| REQUIRED WORK |
Among the lines of the records below, copy those that hold the word "IsNot".

| TASK INPUTS |
▶
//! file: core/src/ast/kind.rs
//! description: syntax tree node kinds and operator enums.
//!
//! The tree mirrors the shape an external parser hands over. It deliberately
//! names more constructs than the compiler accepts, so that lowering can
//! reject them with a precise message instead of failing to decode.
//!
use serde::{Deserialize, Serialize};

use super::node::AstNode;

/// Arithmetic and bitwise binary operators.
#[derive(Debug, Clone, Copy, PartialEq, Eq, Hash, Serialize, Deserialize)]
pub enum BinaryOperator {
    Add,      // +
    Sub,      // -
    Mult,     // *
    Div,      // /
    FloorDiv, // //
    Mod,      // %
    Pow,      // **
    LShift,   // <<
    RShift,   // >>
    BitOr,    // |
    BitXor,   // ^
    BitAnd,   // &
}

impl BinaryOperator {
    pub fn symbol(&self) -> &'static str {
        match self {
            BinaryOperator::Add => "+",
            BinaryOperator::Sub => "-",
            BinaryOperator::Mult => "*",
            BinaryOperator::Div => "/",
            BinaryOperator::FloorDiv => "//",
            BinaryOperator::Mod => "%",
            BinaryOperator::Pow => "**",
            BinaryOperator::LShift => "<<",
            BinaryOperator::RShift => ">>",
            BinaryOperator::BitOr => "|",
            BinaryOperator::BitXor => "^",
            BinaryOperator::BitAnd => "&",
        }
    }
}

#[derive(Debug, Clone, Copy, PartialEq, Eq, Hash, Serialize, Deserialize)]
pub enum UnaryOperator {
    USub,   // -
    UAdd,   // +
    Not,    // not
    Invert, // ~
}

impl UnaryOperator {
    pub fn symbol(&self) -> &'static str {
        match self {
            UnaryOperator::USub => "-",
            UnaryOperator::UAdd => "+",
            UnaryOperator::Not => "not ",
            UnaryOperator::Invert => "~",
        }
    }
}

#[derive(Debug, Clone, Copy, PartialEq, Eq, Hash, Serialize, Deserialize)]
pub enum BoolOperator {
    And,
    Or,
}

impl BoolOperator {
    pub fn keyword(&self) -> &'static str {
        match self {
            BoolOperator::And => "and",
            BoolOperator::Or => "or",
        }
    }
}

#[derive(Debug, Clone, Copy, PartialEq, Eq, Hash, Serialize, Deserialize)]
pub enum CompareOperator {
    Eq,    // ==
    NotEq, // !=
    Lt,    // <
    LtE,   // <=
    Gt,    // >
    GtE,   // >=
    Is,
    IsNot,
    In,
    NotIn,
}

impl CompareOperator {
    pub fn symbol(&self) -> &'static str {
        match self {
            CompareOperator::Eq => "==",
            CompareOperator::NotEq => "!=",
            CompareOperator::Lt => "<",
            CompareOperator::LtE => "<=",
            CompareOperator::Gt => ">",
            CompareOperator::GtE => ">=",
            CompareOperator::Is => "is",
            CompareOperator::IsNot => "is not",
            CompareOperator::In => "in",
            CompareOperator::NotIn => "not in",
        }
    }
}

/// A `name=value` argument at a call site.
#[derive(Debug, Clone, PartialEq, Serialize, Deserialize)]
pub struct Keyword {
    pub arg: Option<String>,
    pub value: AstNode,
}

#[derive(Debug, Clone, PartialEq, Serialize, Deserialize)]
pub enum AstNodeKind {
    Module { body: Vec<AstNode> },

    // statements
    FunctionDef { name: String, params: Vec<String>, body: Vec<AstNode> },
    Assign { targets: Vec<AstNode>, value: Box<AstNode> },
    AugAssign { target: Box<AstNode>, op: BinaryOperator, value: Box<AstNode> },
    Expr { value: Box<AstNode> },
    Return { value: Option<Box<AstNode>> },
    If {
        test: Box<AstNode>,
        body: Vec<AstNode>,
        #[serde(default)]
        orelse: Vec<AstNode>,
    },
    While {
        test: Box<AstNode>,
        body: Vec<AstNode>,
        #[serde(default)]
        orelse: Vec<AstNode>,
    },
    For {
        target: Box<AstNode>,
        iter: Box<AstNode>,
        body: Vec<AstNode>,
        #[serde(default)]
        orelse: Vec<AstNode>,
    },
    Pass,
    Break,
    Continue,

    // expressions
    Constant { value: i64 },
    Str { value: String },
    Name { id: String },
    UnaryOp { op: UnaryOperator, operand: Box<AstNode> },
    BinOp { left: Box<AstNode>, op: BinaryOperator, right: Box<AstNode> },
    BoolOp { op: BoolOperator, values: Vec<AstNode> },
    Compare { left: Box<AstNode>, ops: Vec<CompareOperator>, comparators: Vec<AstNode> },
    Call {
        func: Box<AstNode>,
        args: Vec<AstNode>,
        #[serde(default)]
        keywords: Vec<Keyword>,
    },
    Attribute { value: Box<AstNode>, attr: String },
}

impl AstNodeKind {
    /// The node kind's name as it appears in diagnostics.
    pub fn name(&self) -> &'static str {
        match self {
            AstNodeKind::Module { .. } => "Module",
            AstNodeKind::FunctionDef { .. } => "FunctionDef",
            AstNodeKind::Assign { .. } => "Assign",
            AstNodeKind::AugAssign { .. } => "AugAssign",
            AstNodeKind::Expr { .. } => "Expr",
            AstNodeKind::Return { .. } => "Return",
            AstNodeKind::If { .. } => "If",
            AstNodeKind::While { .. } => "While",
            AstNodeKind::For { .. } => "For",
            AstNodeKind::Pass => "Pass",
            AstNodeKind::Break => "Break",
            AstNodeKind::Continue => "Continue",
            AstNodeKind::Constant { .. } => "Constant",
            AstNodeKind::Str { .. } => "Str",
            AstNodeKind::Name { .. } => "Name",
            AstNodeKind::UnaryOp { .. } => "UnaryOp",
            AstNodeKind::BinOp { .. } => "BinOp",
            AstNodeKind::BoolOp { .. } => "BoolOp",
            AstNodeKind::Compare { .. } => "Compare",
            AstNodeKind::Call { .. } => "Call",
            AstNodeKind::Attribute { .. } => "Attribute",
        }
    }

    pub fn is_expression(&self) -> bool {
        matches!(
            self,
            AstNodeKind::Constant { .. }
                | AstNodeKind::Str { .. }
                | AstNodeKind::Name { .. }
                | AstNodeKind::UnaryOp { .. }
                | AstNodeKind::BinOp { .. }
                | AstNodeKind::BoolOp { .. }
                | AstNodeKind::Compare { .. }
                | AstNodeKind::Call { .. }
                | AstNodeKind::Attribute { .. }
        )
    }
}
◀
| PROBLEM SOLUTION |
    IsNot,
            CompareOperator::IsNot => "is not",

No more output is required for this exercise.